Tuesday, May 1, 2012

Chris Snead - The Despiritization of Nature


In Kabbalah, an esoteric branch of Judaic teachings, Malkhut is the lowest of the Ten Sephirot, and represents the physical body and the material world. For the past few centuries, Western society has gone through great lengths to despiritualize Nature, to strip its secrets away and to force the natural world to conform to our demands of it. In so doing, we have lost touch with the other nine Sephirot...or many of the “rationalists” - the reductionists/materialists/empiricists have, at least. These mock-philosophies have so pervaded our culture that even those who consider themselves among the most devout of their faith can be hesitant to defend the Realness of the events which spawned it – to the point where many are afraid to speak their beliefs in anything non-physical at risk of being thought a simpleton or worse things yet.
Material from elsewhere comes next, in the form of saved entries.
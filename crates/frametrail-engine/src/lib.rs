//! frametrail-engine — capture-side contracts for the frametrail pipeline.
//!
//! The pipeline never reads pixels or runs OCR itself; it drives collaborators
//! through the traits defined here:
//!
//! ```text
//! Pipeline ──► CaptureEngine::capture_screen ───────────► (files on disk)
//!          ──► CaptureEngine::capture_and_process_screen
//!                     │ per frame
//!                     ▼
//!               FrameProcessor::process_frame ──► ImageData
//!
//! Pipeline ──► Uploader::upload  (alternate sink, mutually exclusive)
//! ```
//!
//! Real engines bind a platform capture stack and an OCR/vision backend. The
//! in-tree [`SyntheticEngine`] implements the same contracts deterministically
//! with no display, model, or filesystem access, so pipeline behavior can be
//! exercised anywhere.

use async_trait::async_trait;
use bytes::Bytes;
use frametrail_core::{CaptureConfig, EngineError, ImageData, ImageDataCollection, ProcessorConfig};

pub mod synthetic;

pub use synthetic::{NullUploader, SyntheticEngine, SyntheticProcessor};

// MARK: - Frame

/// One raw captured frame, as handed to a [`FrameProcessor`].
#[derive(Debug, Clone)]
pub struct Frame {
    /// Raw pixel data, BGRA (4 bytes per pixel).
    pub data: Bytes,
    /// Frame width in pixels.
    pub width: u32,
    /// Frame height in pixels.
    pub height: u32,
    /// Sequential frame index within the session, starting at 1.
    pub frame_number: u64,
    /// Capture instant, ISO-8601.
    pub timestamp: String,
}

// MARK: - CaptureEngine

/// A subsystem that captures the display and optionally persists the result.
///
/// Implementations own frame cadence, chunk boundaries, and all file I/O;
/// the pipeline issues one logical request per run and awaits one response.
#[async_trait]
pub trait CaptureEngine: Send + Sync {
    /// Capture for the configured duration, writing screenshots and video
    /// chunks to the configured directories if set.
    async fn capture_screen(&self, config: &CaptureConfig) -> Result<(), EngineError>;

    /// Capture and feed every frame through the processing stage, returning
    /// one [`ImageData`] per frame, ordered by ascending `frame_number`.
    async fn capture_and_process_screen(
        &self,
        config: &CaptureConfig,
        processor: &ProcessorConfig,
    ) -> Result<ImageDataCollection, EngineError>;
}

// MARK: - FrameProcessor

/// Text/vision extraction over a single captured frame.
#[async_trait]
pub trait FrameProcessor: Send + Sync {
    /// Produce the [`ImageData`] record for `frame`, tagged with the
    /// configured processing type.
    async fn process_frame(
        &self,
        frame: &Frame,
        config: &ProcessorConfig,
    ) -> Result<ImageData, EngineError>;
}

// MARK: - Uploader

/// Alternate terminal sink: captured data is delivered remotely instead of
/// being captured and processed locally. Delivery details (what is sent,
/// where, with what retries) live entirely inside the implementation.
#[async_trait]
pub trait Uploader: Send + Sync {
    async fn upload(&self) -> Result<(), EngineError>;
}
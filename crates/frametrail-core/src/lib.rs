pub mod chunk;
pub mod config;
pub mod errors;
pub mod types;

pub use chunk::ChunkPlan;
pub use config::{CaptureConfig, CaptureOverrides, OcrConfig, ProcessorConfig, ProcessorOverrides, VisionConfig};
pub use errors::{EngineError, PipelineError};
pub use types::*;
It has become apparent to me from reading his works that C. S. Lewis also took a very dim view of Institutionalized Science for its despiritualization of the world...and there is reason to believe that Lewis was at least somewhat familiar with Kabbalah through his workings with his friend Charles Williams as well. Indeed, it would seem that for Lewis, this despiritualization was an ever-present force, and in every instance that such a character has appeared in any of his works (that I have read, at least), that character is shown to be missing something crucial to their development as a person...and usually acts wickedly, having very lax codes of morality if they have moral codes at all.